• [YOUR TASK]: State the number of lines in the material below that contain the word "backends", without any other text.

• [SOURCE RECORDS]:
# # #
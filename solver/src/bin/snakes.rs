//! snakes: Expected number of rolls to finish MB Snakes and Ladders.
//!
//! With no arguments prints exactly one line:
//! `Average number of moves to win the MB version of Snakes and Ladders: <value>`
//!
//! Logging goes to stderr, filtered by `SNAKES_LOG`.

use anyhow::{Context, Result};
use clap::Parser;
use tracing::info;

use snakes::board::Board;
use snakes::constants::{DEFAULT_MAX_TURNS, MAX_PRECISION};
use snakes::env_config;
use snakes::report::{
    build_report, format_distribution, format_headline, format_square_table, ReportOptions,
};

#[derive(Parser, Debug)]
#[command(name = "snakes", about = "Expected game length of MB Snakes and Ladders")]
struct Args {
    /// Also print expected moves and standard deviation from every square.
    #[arg(long)]
    per_square: bool,

    /// Also compute the exact distribution of the game length.
    #[arg(long)]
    distribution: bool,

    /// Print the full report as JSON instead of text.
    #[arg(long)]
    json: bool,

    /// Decimal places in printed values, at most 17 (defaults to SNAKES_PRECISION, then 6).
    #[arg(long, value_parser = clap::value_parser!(u8).range(..=MAX_PRECISION as i64))]
    precision: Option<u8>,

    /// Turn cap for the game-length distribution.
    #[arg(long, default_value_t = DEFAULT_MAX_TURNS)]
    max_turns: usize,
}

fn main() -> Result<()> {
    let args = Args::parse();
    env_config::init_tracing();

    let precision = args
        .precision
        .map(usize::from)
        .unwrap_or_else(env_config::precision);
    let board = Board::classic();
    info!(
        ladders = board.ladders().len(),
        snakes = board.snakes().len(),
        "solving MB layout"
    );

    let options = ReportOptions {
        per_square: args.per_square,
        distribution: args.distribution,
        max_turns: args.max_turns,
    };
    let report = build_report(&board, options).context("failed to solve the absorbing chain")?;

    if args.json {
        let json = serde_json::to_string_pretty(&report).context("failed to encode report")?;
        println!("{}", json);
        return Ok(());
    }

    println!("{}", format_headline(report.expected_moves, precision));
    if let Some(squares) = &report.squares {
        println!();
        print!("{}", format_square_table(squares, precision));
    }
    if let Some(d) = &report.distribution {
        println!();
        print!("{}", format_distribution(d, precision));
    }
    Ok(())
}
//! geofront-lite/src/backend.rs
//! Picks one backend from a route's set and resolves its `host:port` form.

use crate::route::Route;
use rand::seq::SliceRandom;
use std::io::{Error, ErrorKind, Result};

pub const DEFAULT_PORT: u16 = 25565;

/// Uniformly picks one backend string from the route, then parses it as
/// `host[:port]`, defaulting to `25565` when the port is absent or `0`.
///
/// Returns an error if the backend set is empty (defensive; config loading
/// should already reject this) or the chosen string has no host part.
pub fn select_backend(route: &Route) -> Result<String> {
    let chosen = route
        .backends
        .choose(&mut rand::thread_rng())
        .ok_or_else(|| Error::new(ErrorKind::InvalidInput, "route has no backends"))?;
    resolve_backend(chosen)
}

fn resolve_backend(raw: &str) -> Result<String> {
    let (host, port) = match raw.rsplit_once(':') {
        Some((host, port_str)) if !host.is_empty() => {
            let parsed: u16 = port_str.parse().unwrap_or(0);
            (host, parsed)
        }
        _ => (raw, 0),
    };
    if host.is_empty() {
        return Err(Error::new(
            ErrorKind::InvalidInput,
            format!("backend {raw:?} has no host"),
        ));
    }
    let port = if port == 0 { DEFAULT_PORT } else { port };
    Ok(format!("{host}:{port}"))
}

#[cfg(test)]
mod tests {
    use super::*;
    use std::collections::HashSet;

    fn route(backends: &[&str]) -> Route {
        Route::new(
            vec!["example.com".to_string()],
            backends.iter().map(|s| s.to_string()).collect(),
            false,
            false,
        )
    }

    #[test]
    fn defaults_missing_port() {
        assert_eq!(resolve_backend("10.0.0.1").unwrap(), "10.0.0.1:25565");
    }

    #[test]
    fn defaults_zero_port() {
        assert_eq!(resolve_backend("10.0.0.1:0").unwrap(), "10.0.0.1:25565");
    }

    #[test]
    fn keeps_explicit_port() {
        assert_eq!(resolve_backend("10.0.0.1:25566").unwrap(), "10.0.0.1:25566");
    }

    #[test]
    fn rejects_hostless_backend() {
        assert!(resolve_backend(":25566").is_err());
        assert!(resolve_backend("").is_err());
    }

    #[test]
    fn selection_observes_every_backend_over_many_trials() {
        let route = route(&["10.0.0.3:1", "10.0.0.4:2"]);
        let mut seen = HashSet::new();
        for _ in 0..200 {
            seen.insert(select_backend(&route).unwrap());
        }
        assert!(seen.contains("10.0.0.3:1"));
        assert!(seen.contains("10.0.0.4:2"));
    }
}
# # #
• [TASK RESPONSE]: 4